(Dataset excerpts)
• • • • •

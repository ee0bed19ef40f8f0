//! cuo - cluster update orchestrator.
//!
//! Builds a phased update plan for a multi-node cluster from a snapshot of
//! its topology and package metadata, and executes the plan phase by phase:
//! masters one at a time under leader election control, workers in parallel,
//! followed by an optional etcd data migration.

pub mod cluster;
pub mod config;
pub mod engine;
pub mod error;
pub mod executor;
pub mod notify;
pub mod output;
pub mod package;
pub mod plan;
pub mod snapshot;
pub mod store;
pub mod telemetry;

pub const VERSION: &str = env!("CARGO_PKG_VERSION");
pub const COMMIT: &str = env!("BUILD_COMMIT");
pub const BUILD_DATE: &str = env!("BUILD_DATE");
impl Plan {
    /// Flatten a phase tree into a validated plan.
    pub fn new(
        operation_id: impl Into<String>,
        cluster_name: impl Into<String>,
        servers: Vec<UpdateServer>,
        versions: PlanVersions,
        root: Phase,
    ) -> Result<Self, CuoError> {
        let mut phases = Vec::new();
        flatten(root, None, &mut phases);
        Self::from_records(RawPlan {
            operation_id: operation_id.into(),
            cluster_name: cluster_name.into(),
            servers,
            versions,
            created: Utc::now(),
            phases,
        })
    }

    fn from_records(raw: RawPlan) -> Result<Self, CuoError> {
        let mut plan = Self {
            operation_id: raw.operation_id,
            cluster_name: raw.cluster_name,
            servers: raw.servers,
            versions: raw.versions,
            created: raw.created,
            phases: raw.phases,
            index: HashMap::new(),
        };
        plan.build_index()?;
        plan.validate()?;
        Ok(plan)
    }

    fn build_index(&mut self) -> Result<(), CuoError> {
        let mut index = HashMap::with_capacity(self.phases.len());
        for (i, phase) in self.phases.iter().enumerate() {
            if index.insert(phase.id.clone(), i).is_some() {
                return Err(CuoError::InvalidPlan(format!("duplicate phase {}", phase.id)));
            }
        }
        self.index = index;
        Ok(())
    }

    fn validate(&self) -> Result<(), CuoError> {
        let root = self
            .phases
            .first()
            .ok_or_else(|| CuoError::InvalidPlan("plan has no phases".to_string()))?;
        if root.id != ROOT_PATH || root.parent.is_some() {
            return Err(CuoError::InvalidPlan(format!(
                "first phase must be the root, found {}",
                root.id
            )));
        }
        if root.children.is_empty() {
            return Err(CuoError::InvalidPlan("plan has no phases".to_string()));
        }

        for (i, phase) in self.phases.iter().enumerate() {
            for &child in &phase.children {
                if self.phases.get(child).and_then(|c| c.parent) != Some(i) {
                    return Err(CuoError::InvalidPlan(format!(
                        "phase {} has an inconsistent child link",
                        phase.id
                    )));
                }
            }
            if i == 0 {
                continue;
            }
            if phase.parent.is_none() {
                return Err(CuoError::InvalidPlan(format!("phase {} has no parent", phase.id)));
            }
            match (phase.is_leaf(), phase.executor) {
                (true, None) => {
                    return Err(CuoError::InvalidPlan(format!(
                        "leaf phase {} has no executor",
                        phase.id
                    )));
                }
                (false, Some(kind)) => {
                    return Err(CuoError::InvalidPlan(format!(
                        "group phase {} has executor {kind}",
                        phase.id
                    )));
                }
                _ => {}
            }
            for dependency in &phase.requires {
                let target = self.resolve(dependency)?;
                if target == i || self.is_ancestor(target, i) || self.is_ancestor(i, target) {
                    return Err(CuoError::InvalidPlan(format!(
                        "phase {} cannot depend on {dependency}",
                        phase.id
                    )));
                }
            }
        }

        self.execution_order().map(|_| ())
    }

    /// Number of phases, including the root.
    pub fn len(&self) -> usize {
        self.phases.len()
    }

    pub fn is_empty(&self) -> bool {
        self.phases.is_empty()
    }

    pub const fn root(&self) -> PhaseIndex {
        0
    }

    pub fn get(&self, index: PhaseIndex) -> &PhaseRecord {
        &self.phases[index]
    }

    /// All phase records in pre-order.
    pub fn phases(&self) -> &[PhaseRecord] {
        &self.phases
    }

    pub fn path(&self, index: PhaseIndex) -> &str {
        &self.phases[index].id
    }

    /// Look up a phase by path. A missing leading `/` is tolerated.
    pub fn find(&self, path: &str) -> Option<PhaseIndex> {
        if path.is_empty() || path == ROOT_PATH {
            return Some(self.root());
        }
        if path.starts_with('/') {
            self.index.get(path).copied()
        } else {
            self.index.get(&format!("/{path}")).copied()
        }
    }

    /// Like [`Plan::find`], failing with `PhaseNotFound`.
    pub fn phase(&self, path: &str) -> Result<PhaseIndex, CuoError> {
        self.find(path)
            .ok_or_else(|| CuoError::PhaseNotFound(path.to_string()))
    }

    /// Depth below the root (top-level phases have depth 1).
    pub fn depth(&self, index: PhaseIndex) -> usize {
        self.ancestors(index).count()
    }

    /// Strict ancestors of a phase, nearest first, ending at the root.
    pub fn ancestors(&self, index: PhaseIndex) -> impl Iterator<Item = PhaseIndex> + '_ {
        std::iter::successors(self.phases[index].parent, |&i| self.phases[i].parent)
    }

    /// Whether `ancestor` is a strict ancestor of `index`.
    pub fn is_ancestor(&self, ancestor: PhaseIndex, index: PhaseIndex) -> bool {
        self.ancestors(index).any(|i| i == ancestor)
    }

    /// The phase and all its descendants, in pre-order.
    pub fn subtree(&self, index: PhaseIndex) -> Vec<PhaseIndex> {
        let mut result = Vec::new();
        let mut stack = vec![index];
        while let Some(i) = stack.pop() {
            result.push(i);
            stack.extend(self.phases[i].children.iter().rev());
        }
        result
    }

    /// Leaf phases of a subtree, in pre-order.
    pub fn leaves(&self, index: PhaseIndex) -> Vec<PhaseIndex> {
        self.subtree(index)
            .into_iter()
            .filter(|&i| self.phases[i].is_leaf())
            .collect()
    }

    /// Resolve a dependency to the phase it gates on.
    ///
    /// A server-scoped dependency resolves to the child of the referenced phase
    /// that targets the server, or to the referenced phase itself if it has none.
    pub fn resolve(&self, dependency: &Dependency) -> Result<PhaseIndex, CuoError> {
        let target = self.find(&dependency.phase).ok_or_else(|| {
            CuoError::InvalidPlan(format!("dependency on unknown phase {}", dependency.phase))
        })?;
        let Some(hostname) = dependency.server.as_deref() else {
            return Ok(target);
        };
        Ok(self.phases[target]
            .children
            .iter()
            .copied()
            .find(|&child| {
                self.phases[child]
                    .data
                    .server
                    .as_ref()
                    .is_some_and(|s| s.hostname == hostname)
            })
            .unwrap_or(target))
    }

    fn previous_sibling(&self, index: PhaseIndex) -> Option<PhaseIndex> {
        let parent = self.phases[index].parent?;
        let siblings = &self.phases[parent].children;
        let position = siblings.iter().position(|&i| i == index)?;
        position.checked_sub(1).map(|p| siblings[p])
    }

    /// Phases that must be completed before the given phase may start.
    ///
    /// Includes the gates of every ancestor: the preceding sibling of each
    /// sequential phase on the path and every explicit dependency.
    pub fn prerequisites(&self, index: PhaseIndex) -> Vec<PhaseIndex> {
        let mut result = Vec::new();
        for i in std::iter::once(index).chain(self.ancestors(index)) {
            let phase = &self.phases[i];
            if phase.order == ChildOrder::Sequential {
                result.extend(self.previous_sibling(i));
            }
            result.extend(phase.requires.iter().filter_map(|d| self.resolve(d).ok()));
        }
        result
    }

    /// Leaf phases that must be completed before the given phase may start.
    pub fn leaf_prerequisites(&self, index: PhaseIndex) -> BTreeSet<PhaseIndex> {
        self.prerequisites(index)
            .into_iter()
            .flat_map(|p| self.leaves(p))
            .collect()
    }

    /// Leaf phases in an order that satisfies every gate.
    ///
    /// Ties are broken by plan order, so the result is deterministic.
    pub fn execution_order(&self) -> Result<Vec<PhaseIndex>, CuoError> {
        let leaves = self.leaves(self.root());
        let mut indegree: HashMap<PhaseIndex, usize> = HashMap::new();
        let mut dependents: HashMap<PhaseIndex, Vec<PhaseIndex>> = HashMap::new();
        for &leaf in &leaves {
            let gates = self.leaf_prerequisites(leaf);
            indegree.insert(leaf, gates.len());
            for gate in gates {
                dependents.entry(gate).or_default().push(leaf);
            }
        }

        let mut ready: BinaryHeap<Reverse<PhaseIndex>> = leaves
            .iter()
            .filter(|leaf| indegree.get(leaf) == Some(&0))
            .map(|&leaf| Reverse(leaf))
            .collect();
        let mut order = Vec::with_capacity(leaves.len());
        while let Some(Reverse(leaf)) = ready.pop() {
            order.push(leaf);
            for &next in dependents.get(&leaf).map_or(&[][..], Vec::as_slice) {
                if let Some(degree) = indegree.get_mut(&next) {
                    *degree -= 1;
                    if *degree == 0 {
                        ready.push(Reverse(next));
                    }
                }
            }
        }

        if order.len() < leaves.len() {
            let stuck = leaves
                .iter()
                .find(|leaf| indegree.get(leaf).is_some_and(|&d| d > 0))
                .map_or_else(String::new, |&leaf| self.path(leaf).to_string());
            return Err(CuoError::DependencyCycle(stuck));
        }
        Ok(order)
    }

    /// Server leading the operation: the execution server of `/init`, or
    /// the first master of the fleet.
    pub fn lead_master(&self) -> Option<&Server> {
        self.find("/init")
            .and_then(|i| self.phases[i].data.exec_server.as_ref())
            .or_else(|| {
                self.servers
                    .iter()
                    .map(|s| &s.server)
                    .find(|s| s.is_master())
            })
    }

    pub fn state(&self, index: PhaseIndex) -> PhaseState {
        self.phases[index].state
    }

    /// Record the new state of a leaf and roll it up into its ancestors.
    pub fn set_state(&mut self, index: PhaseIndex, state: PhaseState, error: Option<String>) {
        let now = Utc::now();
        let phase = &mut self.phases[index];
        phase.state = state;
        phase.error = error;
        phase.updated = Some(now);
        self.roll_up(index, now);
    }

    fn roll_up(&mut self, index: PhaseIndex, now: DateTime<Utc>) {
        let mut current = self.phases[index].parent;
        while let Some(i) = current {
            let state = group_state(self.phases[i].children.iter().map(|&c| self.phases[c].state));
            let phase = &mut self.phases[i];
            if phase.state != state {
                phase.state = state;
                phase.updated = Some(now);
            }
            current = phase.parent;
        }
    }
}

• • • • •

== Instructions for the task ==
Restate word for word the lines of the data above, starting at the line containing "pub fn get(&self, index: PhaseIndex)" and ending at the line containing "pub fn depth(&self, index: PhaseIndex)", both included, and nothing more.

== Response below ==
    pub fn get(&self, index: PhaseIndex) -> &PhaseRecord {
        &self.phases[index]
    }

    /// All phase records in pre-order.
    pub fn phases(&self) -> &[PhaseRecord] {
        &self.phases
    }

    pub fn path(&self, index: PhaseIndex) -> &str {
        &self.phases[index].id
    }

    /// Look up a phase by path. A missing leading `/` is tolerated.
    pub fn find(&self, path: &str) -> Option<PhaseIndex> {
        if path.is_empty() || path == ROOT_PATH {
            return Some(self.root());
        }
        if path.starts_with('/') {
            self.index.get(path).copied()
        } else {
            self.index.get(&format!("/{path}")).copied()
        }
    }

    /// Like [`Plan::find`], failing with `PhaseNotFound`.
    pub fn phase(&self, path: &str) -> Result<PhaseIndex, CuoError> {
        self.find(path)
            .ok_or_else(|| CuoError::PhaseNotFound(path.to_string()))
    }

    /// Depth below the root (top-level phases have depth 1).
    pub fn depth(&self, index: PhaseIndex) -> usize {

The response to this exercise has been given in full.